A pink taxi

A pink taxi

October 10, 2010

Cityscapes


Chaouki Chamoun and Ayman Baalbaki.

Vertical lines are their common outlook. Architecture is what they paint. They are both Lebanese. They are from two different generations.

I met Chaouki Chamoun this morning as he pointed to a 1987 abstract painting he had not seen since the collector who purchased it, had hung it in his dining room. He touched his work with his fingers and spoke of it like a long lost relative. I listened to him talk about collage and white paint and especially the vertical lines.


I looked at this earlier work and without being able to decipher it, I was privileged to ask him: is this blue the sea? He indicated that it was the sky. I inquired about his more recent works. His huge white mountains and especially his monumental cityscapes. They look like distorted bar graphs with illuminated windows. Tiny human figures accumulate in front, in order to give the buildings scale. These cities are the cities of the world, the cities of modernity. New York City most probably because he lived there. Perhaps Beyrouth, because he is Lebanese. But a Beyrouth of latter day optimism, before the incessant wars. The Beyrouth of the 1960s.

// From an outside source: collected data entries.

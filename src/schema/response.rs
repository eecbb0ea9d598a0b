use rustc_hash::FxHashSet;
use serde::{Deserialize, Serialize};

/// The value handed back to the character layer. The caller applies the
/// animation, persists memory, and decides whether to use the text.
#[derive(Debug, Clone, Default, PartialEq, Serialize, Deserialize)]
pub struct DialogResponse {
    pub text: String,
    pub animation: String,
    /// 0..1
    pub confidence: f64,
    /// "romantic", "casual", "emotional", "general" or "simple".
    pub response_type: String,
    pub emotional_tone: String,
    #[serde(default)]
    pub topics: FxHashSet<String>,
    /// 0..1
    pub memory_importance: f64,
    pub learning_value: f64,
    /// Name of the backend that produced this response. Filled in by the router.
    #[serde(default)]
    pub backend: String,
}

/// Static metadata describing a backend implementation.
#[derive(Debug, Clone, PartialEq, Eq, Serialize, Deserialize)]
pub struct BackendInfo {
    pub name: String,
    pub version: String,
    pub description: String,
    pub capabilities: Vec<String>,
}

impl BackendInfo {
    pub fn has_capability(&self, capability: &str) -> bool {
        self.capabilities.iter().any(|c| c == capability)
    }
}
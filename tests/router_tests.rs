/// Router integration tests: a character configured from the JSON
/// fixture, fall-through between real backends, feedback learning, and
/// custom backends plugged in through the public trait.

use companion_dialog::core::backend::{BackendError, BackendKind, DialogBackend};
use companion_dialog::core::config::DialogBackendConfig;
use companion_dialog::core::fallback_backend::FallbackBackend;
use companion_dialog::core::markov_backend::{MarkovBackend, KNOWN_TRIGGERS};
use companion_dialog::core::router::{DialogRouter, RouterError, RouterState};
use companion_dialog::schema::context::{DialogContext, UserFeedback};
use companion_dialog::schema::dialogs::CharacterDialogs;
use companion_dialog::schema::response::{BackendInfo, DialogResponse};
use serde::Deserialize;
use serde_json::json;
use std::collections::HashMap;

const CHARACTER: &str = "tests/fixtures/character.json";
const CORPUS: &str = "tests/fixtures/companion_corpus.txt";

#[derive(Deserialize)]
#[serde(rename_all = "camelCase")]
struct Character {
    dialog_backend: DialogBackendConfig,
    dialogs: CharacterDialogs,
    personality: HashMap<String, f64>,
}

fn load_character() -> Character {
    let text = std::fs::read_to_string(CHARACTER).unwrap();
    let character: Character = serde_json::from_str(&text).unwrap();
    character.dialog_backend.validate().unwrap();
    character
}

fn character_router(character: &Character) -> DialogRouter {
    let mut router = DialogRouter::from_config(&character.dialog_backend, &character.dialogs).unwrap();
    for line in std::fs::read_to_string(CORPUS).unwrap().lines() {
        router.train_text(line, "general");
    }
    router
}

fn context_for(character: &Character, trigger: &str) -> DialogContext {
    let mut ctx = DialogContext::new(trigger);
    ctx.personality_traits = character.personality.clone();
    ctx.relationship_level = "Friend".to_string();
    ctx
}

#[test]
fn fixture_character_builds_a_ready_router() {
    let character = load_character();
    let router = character_router(&character);

    assert_eq!(router.state(), RouterState::Ready);
    assert_eq!(router.default_backend(), Some("markov_chain"));
    assert_eq!(router.fallback_chain(), ["simple_random".to_string()]);
    assert!((router.threshold() - 0.4).abs() < 1e-9);
    assert_eq!(router.backend_names(), vec!["markov_chain", "simple_random"]);
}

#[test]
fn every_known_trigger_gets_a_response() {
    let character = load_character();
    let mut router = character_router(&character);

    for trigger in KNOWN_TRIGGERS {
        let response = router.generate(&context_for(&character, trigger)).unwrap();
        assert!(!response.text.is_empty(), "empty response for {trigger}");
        assert!((0.0..=1.0).contains(&response.confidence));
        assert!((0.0..=1.0).contains(&response.memory_importance));
        assert!(
            response.backend == "markov_chain" || response.backend == "simple_random",
            "unexpected backend {}",
            response.backend
        );
        assert!(!response.animation.is_empty());
    }
}

#[test]
fn seeded_configuration_is_reproducible() {
    let character = load_character();
    let mut a = character_router(&character);
    let mut b = character_router(&character);

    for trigger in ["click", "compliment", "give_gift", "hover"] {
        let ctx = context_for(&character, trigger);
        let first = a.generate(&ctx).unwrap();
        let second = b.generate(&ctx).unwrap();
        assert_eq!(first.text, second.text);
        assert_eq!(first.backend, second.backend);
    }
}

#[test]
fn unknown_backend_in_configuration_is_rejected() {
    let config = DialogBackendConfig::from_json(
        r#"{ "enabled": true, "defaultBackend": "llm", "fallbackChain": ["simple_random"] }"#,
    )
    .unwrap();
    let result = DialogRouter::from_config(&config, &CharacterDialogs::default());
    assert!(matches!(result, Err(RouterError::UnknownBackend(name)) if name == "llm"));
}

#[test]
fn invalid_backend_configuration_is_reported_by_name() {
    let config = DialogBackendConfig::from_json(
        r#"{
            "enabled": true,
            "defaultBackend": "markov_chain",
            "backends": { "markov_chain": { "minWords": 20, "maxWords": 5 } }
        }"#,
    )
    .unwrap();
    let result = DialogRouter::from_config(&config, &CharacterDialogs::default());
    match result {
        Err(RouterError::Backend { name, source }) => {
            assert_eq!(name, "markov_chain");
            assert!(matches!(source, BackendError::Config(_)));
        }
        Err(other) => panic!("unexpected error: {other}"),
        Ok(_) => panic!("invalid word bounds accepted"),
    }
}

/// Every opening of this corpus is followed by "hate", so every candidate
/// trips the forbidden-word filter.
fn hateful_markov() -> Box<dyn DialogBackend> {
    let mut backend = MarkovBackend::new();
    backend
        .initialize(
            &json!({
                "chainOrder": 1,
                "minWords": 4,
                "maxWords": 8,
                "trainingData": [
                    "I hate rainy days and cold wet socks",
                    "We hate waiting around the old station alone",
                    "They hate loud trains early in the morning"
                ],
                "forbiddenWords": ["hate"],
                "seed": 3
            }),
            &CharacterDialogs::default(),
        )
        .unwrap();
    Box::new(backend)
}

fn fallback() -> Box<dyn DialogBackend> {
    let mut backend = FallbackBackend::new();
    backend
        .initialize(&json!({ "seed": 3 }), &CharacterDialogs::default())
        .unwrap();
    Box::new(backend)
}

#[test]
fn rejected_generation_substitutes_a_context_fallback() {
    let mut markov = hateful_markov();
    let mut ctx = DialogContext::new("click");
    ctx.fallback_responses = vec!["Let's talk about something nicer.".to_string()];

    let response = markov.generate_response(&ctx).unwrap();
    assert_eq!(response.text, "Let's talk about something nicer.");
    assert!((response.confidence - 0.3).abs() < 1e-9);
}

#[test]
fn low_confidence_fallback_falls_through_to_scripted_lines() {
    let mut router = DialogRouter::new();
    router.register(BackendKind::MarkovChain.name(), hateful_markov());
    router.register(BackendKind::SimpleRandom.name(), fallback());
    router.set_default("markov_chain").unwrap();
    router.set_fallback_chain(&["simple_random"]).unwrap();
    router.set_confidence_threshold(0.5);

    let response = router.generate(&DialogContext::new("click")).unwrap();
    assert_eq!(response.backend, "simple_random");
    assert!((response.confidence - 0.8).abs() < 1e-9);
    assert!(!response.text.to_lowercase().contains("hate"));

    router.set_confidence_threshold(0.2);
    let response = router.generate(&DialogContext::new("click")).unwrap();
    assert_eq!(response.backend, "markov_chain");
    assert_eq!(response.text, "I'm not sure what to say right now...");
}

#[test]
fn positive_feedback_teaches_the_generator() {
    let mut backend = MarkovBackend::new();
    backend
        .initialize(
            &json!({ "learningRate": 0.1, "adaptationSteps": 2, "seed": 1 }),
            &CharacterDialogs::default(),
        )
        .unwrap();

    let ctx = DialogContext::new("compliment");
    let response = DialogResponse {
        text: "Purple elephants dance under the bright silver moon".to_string(),
        ..Default::default()
    };
    let liked = UserFeedback {
        positive: true,
        engagement: 0.9,
    };
    let bored = UserFeedback {
        positive: true,
        engagement: 0.5,
    };

    backend.update_memory(&ctx, &response, Some(&bored)).unwrap();
    assert_eq!(backend.pending_feedback(), 0);

    backend.update_memory(&ctx, &response, Some(&liked)).unwrap();
    assert_eq!(backend.pending_feedback(), 1);
    assert!(!backend.global_chain().contains_state("Purple elephants"));

    backend.update_memory(&ctx, &response, Some(&liked)).unwrap();
    assert_eq!(backend.pending_feedback(), 0);
    assert!(backend.global_chain().contains_state("Purple elephants"));
}

#[test]
fn router_feedback_reaches_every_backend() {
    let character = load_character();
    let mut router = character_router(&character);
    let ctx = context_for(&character, "click");
    let response = router.generate(&ctx).unwrap();

    let feedback = UserFeedback {
        positive: true,
        engagement: 0.95,
    };
    router.update_memory(&ctx, &response, Some(&feedback)).unwrap();
    router.update_memory(&ctx, &response, None).unwrap();
}

/// A backend with a fixed answer, for routing tests.
struct Scripted {
    text: &'static str,
    confidence: f64,
}

impl DialogBackend for Scripted {
    fn initialize(
        &mut self,
        _config: &serde_json::Value,
        _dialogs: &CharacterDialogs,
    ) -> Result<(), BackendError> {
        Ok(())
    }

    fn generate_response(&mut self, _context: &DialogContext) -> Result<DialogResponse, BackendError> {
        Ok(DialogResponse {
            text: self.text.to_string(),
            confidence: self.confidence,
            ..Default::default()
        })
    }

    fn can_handle(&self, _context: &DialogContext) -> bool {
        true
    }

    fn update_memory(
        &mut self,
        _context: &DialogContext,
        _response: &DialogResponse,
        _feedback: Option<&UserFeedback>,
    ) -> Result<(), BackendError> {
        Ok(())
    }

    fn describe(&self) -> BackendInfo {
        BackendInfo {
            name: "scripted".to_string(),
            version: "0.0.0".to_string(),
            description: "fixed response".to_string(),
            capabilities: Vec::new(),
        }
    }
}

fn scripted_router(threshold: f64) -> DialogRouter {
    let mut router = DialogRouter::new();
    router.register("shy", Box::new(Scripted { text: "um", confidence: 0.2 }));
    router.register("steady", Box::new(Scripted { text: "hello", confidence: 0.6 }));
    router.register("bold", Box::new(Scripted { text: "hey!", confidence: 0.9 }));
    router.set_default("shy").unwrap();
    router.set_fallback_chain(&["steady", "bold"]).unwrap();
    router.set_confidence_threshold(threshold);
    router
}

#[test]
fn first_backend_over_threshold_wins() {
    let mut router = scripted_router(0.5);
    let response = router.generate(&DialogContext::new("click")).unwrap();
    assert_eq!(response.backend, "steady");
    assert_eq!(response.text, "hello");
}

#[test]
fn best_response_is_kept_when_nothing_clears_the_threshold() {
    let mut router = scripted_router(0.95);
    let response = router.generate(&DialogContext::new("click")).unwrap();
    assert_eq!(response.backend, "bold");
    assert!((response.confidence - 0.9).abs() < 1e-9);
}

#[test]
fn unconfigured_router_cannot_generate() {
    let mut router = DialogRouter::new();
    assert_eq!(router.state(), RouterState::Uninitialized);
    assert!(matches!(
        router.generate(&DialogContext::new("click")),
        Err(RouterError::NoDefaultBackend)
    ));

    router.register("bold", Box::new(Scripted { text: "hey!", confidence: 0.9 }));
    assert!(matches!(
        router.set_default("missing"),
        Err(RouterError::UnknownBackend(_))
    ));
    router.set_default("bold").unwrap();
    assert_eq!(router.state(), RouterState::Configured);
}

Today, I walked the city of my birth and I pointed out various buildings to my husband, the shelled out, delapidated skeletons that remain. "Look", I said "Ayman Baalbaki buildings!"  I was alluding to the buildings destroyed by war that Ayman Baalbaki paints. He paints them single on each canvas. Piece unique of a unique crumbling building. Dozens of these canvases, ranging in size, sometimes in diptych format, one canvas hung on top of the other, giving it further verticality.



When I discuss these paintings with my friends they say they couldn't live with the sight of a delapidated building. I question that because if they looked around them,  in Beyrouth, they would see dozens of those historical buildings, standing proofs of a past that was real, not an imagined nightmare. Perhaps also, a reminder for all Lebanese of the consequences of war.

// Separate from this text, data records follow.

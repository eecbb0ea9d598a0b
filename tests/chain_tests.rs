/// Chain integration tests: training from the fixture corpus, seeded
/// generation and RON persistence.

use companion_dialog::core::chain::{ChainError, MarkovChain};
use companion_dialog::core::markov_backend::clean_training_text;
use rand::rngs::StdRng;
use rand::SeedableRng;
use std::path::Path;

const CORPUS: &str = "tests/fixtures/companion_corpus.txt";

fn corpus_lines() -> Vec<String> {
    std::fs::read_to_string(CORPUS)
        .unwrap()
        .lines()
        .map(clean_training_text)
        .filter(|l| !l.is_empty())
        .collect()
}

fn trained(order: usize) -> MarkovChain {
    let mut chain = MarkovChain::new(order);
    for line in corpus_lines() {
        chain.train(&line);
    }
    chain
}

#[test]
fn corpus_trains_a_usable_chain() {
    let chain = trained(2);
    assert_eq!(chain.order(), 2);
    assert!(chain.has_enough_data());
    assert!(chain.state_count() > 100);
    // Several lines share an opening pair, so starters are fewer than lines.
    assert!(chain.starter_count() >= 2);
    assert!(chain.starter_count() < corpus_lines().len());
    assert!(chain.token_count("you") > 5);
}

#[test]
fn generation_opens_with_a_corpus_opening() {
    let chain = trained(2);
    let openings: Vec<String> = corpus_lines()
        .iter()
        .map(|l| l.split_whitespace().take(2).collect::<Vec<_>>().join(" "))
        .collect();

    let mut rng = StdRng::seed_from_u64(5);
    for _ in 0..20 {
        let (text, confidence) = chain.generate(10, 0.7, &mut rng);
        let opening = text.split_whitespace().take(2).collect::<Vec<_>>().join(" ");
        assert!(openings.contains(&opening), "unexpected opening: {text}");
        assert!(text.split_whitespace().count() <= 10);
        assert!((0.0..=0.8).contains(&confidence), "confidence {confidence}");
    }
}

#[test]
fn seeded_generation_is_reproducible() {
    let chain = trained(2);
    let run = |seed: u64| {
        let mut rng = StdRng::seed_from_u64(seed);
        (0..5)
            .map(|_| chain.generate(12, 0.6, &mut rng).0)
            .collect::<Vec<_>>()
    };
    assert_eq!(run(99), run(99));
}

#[test]
fn greedy_generation_ignores_the_rng() {
    let chain = trained(1);
    let mut a = StdRng::seed_from_u64(1);
    let mut b = StdRng::seed_from_u64(2);
    assert_eq!(chain.generate(8, 0.0, &mut a), chain.generate(8, 0.0, &mut b));
}

#[test]
fn empty_chain_generates_nothing() {
    let chain = MarkovChain::new(2);
    let mut rng = StdRng::seed_from_u64(0);
    assert!(!chain.has_enough_data());
    assert_eq!(chain.generate(10, 0.5, &mut rng), (String::new(), 0.0));
}

#[test]
fn pruning_bounds_state_count_and_keeps_generating() {
    let mut chain = trained(2);
    let before = chain.state_count();
    let removed = chain.prune_to(40);
    assert_eq!(chain.state_count(), 40);
    assert_eq!(removed, before - 40);

    let mut rng = StdRng::seed_from_u64(3);
    let (text, _) = chain.generate(10, 0.5, &mut rng);
    assert!(!text.is_empty());
}

#[test]
fn saved_chain_reloads_with_identical_behavior() {
    let chain = trained(2);
    let dir = tempfile::tempdir().unwrap();
    let path = dir.path().join("companion.ron");
    chain.save(&path).unwrap();

    let loaded = MarkovChain::load(&path).unwrap();
    assert_eq!(loaded.state_count(), chain.state_count());
    assert_eq!(loaded.starter_count(), chain.starter_count());
    assert_eq!(loaded.total_tokens(), chain.total_tokens());

    let mut a = StdRng::seed_from_u64(17);
    let mut b = StdRng::seed_from_u64(17);
    for _ in 0..5 {
        assert_eq!(chain.generate(12, 0.7, &mut a), loaded.generate(12, 0.7, &mut b));
    }
}

#[test]
fn loading_a_missing_snapshot_is_an_io_error() {
    let result = MarkovChain::load(Path::new("tests/fixtures/does_not_exist.ron"));
    assert!(matches!(result, Err(ChainError::Io(_))));
}
//! Companion Dialog: pluggable dialog generation for desktop companion characters.
//!
//! Turns an interaction snapshot into a response line using interchangeable
//! backends: an order-N Markov generator with context-, personality- and
//! quality-aware filtering, and a table-driven fallback. A router tries the
//! default backend first and falls through an ordered chain on failure or
//! low confidence.

pub mod core;
pub mod schema;

pub use crate::core::backend::{BackendError, BackendKind, DialogBackend};
pub use crate::core::router::{DialogRouter, RouterError, RouterState};
pub use crate::schema::context::{DialogContext, UserFeedback};
pub use crate::schema::response::DialogResponse;
use crate::config::Config;
use crate::entry::{DisplayRecord, EntryBuilder, RawMetadata};
use crate::error::{IssueKind, ListingIssue, LslError, Result};
use crate::formatter::time::TimestampFormatter;
use crate::formatter::{total_line, LongFormatter};
use crate::lister::{BasicLister, FileLister};
use crate::sorter::sort_by_name;
use crate::utils::identity::IdentityResolver;
use log::debug;
use std::fs;
use std::io::Write;
use std::path::Path;

const PROGRAM_NAME: &str = "lsl";
const CURRENT_DIRECTORY: &str = ".";

#[derive(Debug, Default, Clone, Copy, PartialEq, Eq)]
pub struct ListingOutcome {
    /// Top-level arguments that could be stat'ed.
    pub resolved: usize,
    /// Diagnostics written to the error stream.
    pub issues: usize,
}

impl ListingOutcome {
    pub fn success(&self) -> bool {
        self.resolved > 0
    }
}

/// Drives one invocation: resolves the arguments, lists files and
/// directories, and is the only place failures become diagnostics.
pub struct Listing<W: Write, E: Write> {
    builder: EntryBuilder,
    formatter: LongFormatter,
    lister: Box<dyn FileLister>,
    outcome: ListingOutcome,
    out: W,
    err: E,
}

impl<W: Write, E: Write> Listing<W, E> {
    pub fn new(config: &Config, out: W, err: E) -> Self {
        let builder = EntryBuilder::new(
            IdentityResolver::new(),
            TimestampFormatter::new(config.time_zone),
        );
        Self::with_parts(
            builder,
            LongFormatter::new(config.max_link_target),
            Box::new(BasicLister),
            out,
            err,
        )
    }

    pub fn with_parts(
        builder: EntryBuilder,
        formatter: LongFormatter,
        lister: Box<dyn FileLister>,
        out: W,
        err: E,
    ) -> Self {
        Self {
            builder,
            formatter,
            lister,
            outcome: ListingOutcome::default(),
            out,
            err,
        }
    }

    pub fn run(&mut self, paths: &[String]) -> Result<ListingOutcome> {
        let args: Vec<String> = if paths.is_empty() {
            vec![CURRENT_DIRECTORY.to_string()]
        } else {
            paths.to_vec()
        };

        self.outcome = ListingOutcome::default();
        let mut records = Vec::with_capacity(args.len());
        for arg in &args {
            let path = Path::new(arg);
            match fs::symlink_metadata(path) {
                Ok(meta) => {
                    let raw = RawMetadata::from(&meta);
                    records.push(self.builder.build(arg.clone(), path.to_path_buf(), &raw));
                    self.outcome.resolved += 1;
                }
                Err(err) => {
                    self.report(&ListingIssue::new(IssueKind::Access, path, err))?;
                }
            }
        }

        if records.is_empty() {
            return Ok(self.outcome);
        }

        sort_by_name(&mut records);

        if args.len() == 1 && records[0].is_dir() {
            self.list_directory(records[0].raw_path())?;
            return Ok(self.outcome);
        }

        let (directories, files): (Vec<DisplayRecord>, Vec<DisplayRecord>) =
            records.into_iter().partition(DisplayRecord::is_dir);

        if !files.is_empty() {
            let rendered = self.formatter.format_batch(&files);
            self.out.write_all(rendered.as_bytes())?;
        }
        drop(files);

        for directory in &directories {
            writeln!(self.out)?;
            writeln!(self.out, "{}:", directory.display_name())?;
            self.list_directory(directory.raw_path())?;
        }

        Ok(self.outcome)
    }

    /// Counts so far, including those of a run that stopped on an error.
    pub fn outcome(&self) -> ListingOutcome {
        self.outcome
    }

    pub fn flush(&mut self) -> Result<()> {
        self.out.flush()?;
        self.err.flush()?;
        Ok(())
    }

    /// Writes `total <N>` and the rows of one directory.
    fn list_directory(&mut self, directory: &Path) -> Result<()> {
        let scan = match self.lister.list_files(directory) {
            Ok(scan) => scan,
            Err(LslError::Io(err)) => {
                let issue = ListingIssue::new(IssueKind::OpenDirectory, directory, err);
                return self.report(&issue);
            }
            Err(other) => return Err(other),
        };

        for issue in &scan.issues {
            self.report(issue)?;
        }

        let mut records = Vec::with_capacity(scan.entries.len());
        for entry in scan.entries {
            match fs::symlink_metadata(&entry.path) {
                Ok(meta) => {
                    let raw = RawMetadata::from(&meta);
                    records.push(self.builder.build(entry.name, entry.path, &raw));
                }
                Err(err) => {
                    self.report(&ListingIssue::new(IssueKind::Access, &entry.path, err))?;
                }
            }
        }

        sort_by_name(&mut records);
        debug!(
            "listing {} entries of {}",
            records.len(),
            directory.display()
        );

        writeln!(self.out, "{}", total_line(&records))?;
        let rendered = self.formatter.format_batch(&records);
        self.out.write_all(rendered.as_bytes())?;
        Ok(())
    }

    fn report(&mut self, issue: &ListingIssue) -> Result<()> {
        self.outcome.issues += 1;
        writeln!(self.err, "{}: {}", PROGRAM_NAME, issue)?;
        Ok(())
    }
}
use super::{DirectoryScan, FileLister, ListedEntry};
use crate::error::{IssueKind, ListingIssue, Result};
use log::debug;
use std::fs;
use std::path::Path;

/// Lists one directory level, skipping dotfiles.
pub struct BasicLister;

pub fn is_hidden(name: &str) -> bool {
    name.starts_with('.')
}

impl FileLister for BasicLister {
    fn list_files(&self, directory: &Path) -> Result<DirectoryScan> {
        let mut scan = DirectoryScan::default();

        for entry in fs::read_dir(directory)? {
            let entry = match entry {
                Ok(entry) => entry,
                Err(err) => {
                    let issue = ListingIssue::new(IssueKind::ReadEntry, directory, err);
                    scan.issues.push(issue);
                    continue;
                }
            };

            let name = entry.file_name().to_string_lossy().into_owned();
            if is_hidden(&name) {
                debug!("skipping hidden entry {}", name);
                continue;
            }

            scan.entries.push(ListedEntry {
                path: directory.join(entry.file_name()),
                name,
            });
        }

        Ok(scan)
    }
}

I also tell them that the painter that has created them has painted them on fabric covered in flowers, resembling wallpaper or a tablecloth, and these flowers come through under layers of paint, an indication of the artist's romantic heart, his quasi-organic feel of the city. The harsh realities of these bombed out skeletons, the vestiges of war, are thus painted with a certain nostalgia. Ayman Baalbaki, born in 1975, was a war child. He paints what he knows intimately.





As we ended that day with a celebratory dinner, the illuminated bay of Jouniyeh in the background , I gazed upon the 1960s  house of the hostess, with its Eames lounge chairs and modern furniture , and imagined a time past, one of nonchalance and dolce vita and successful laissez faire economy. Here were two painters, actually present at the party, Baalbaki the younger and Chamoun, the older,  celebrating with a large gathering of designers, art collectors, writers and reporters. The music was hot and the night air was cool. I was dreaming of verticality. Of cityscapes. Of Beyrouth the artistic.


1 comment:

  1. Once on a recent trip with the blogger to her Beyrouth(as she insists on calling Beirut),she noticed something else about the buildings in the city.If you pass through the congested cement jungle residential areas of West Beirut,and to a lesser extent in East Beirut,you would notice that all the balconies are cladded with material curtains that protect neighbors from looking at each other especially at night.Despite the summer heat,these shabby faded curtains obliterated by time,in reality reflect the spread of the scarf,hijab and in some cases the niqab in the streets of the once liberal city.Gone are the days where the limited-income Beirutis would proudly parade a line of colorful Nido,Klim and olive tin cans with jasmin,gardenia,and geranuim flowers!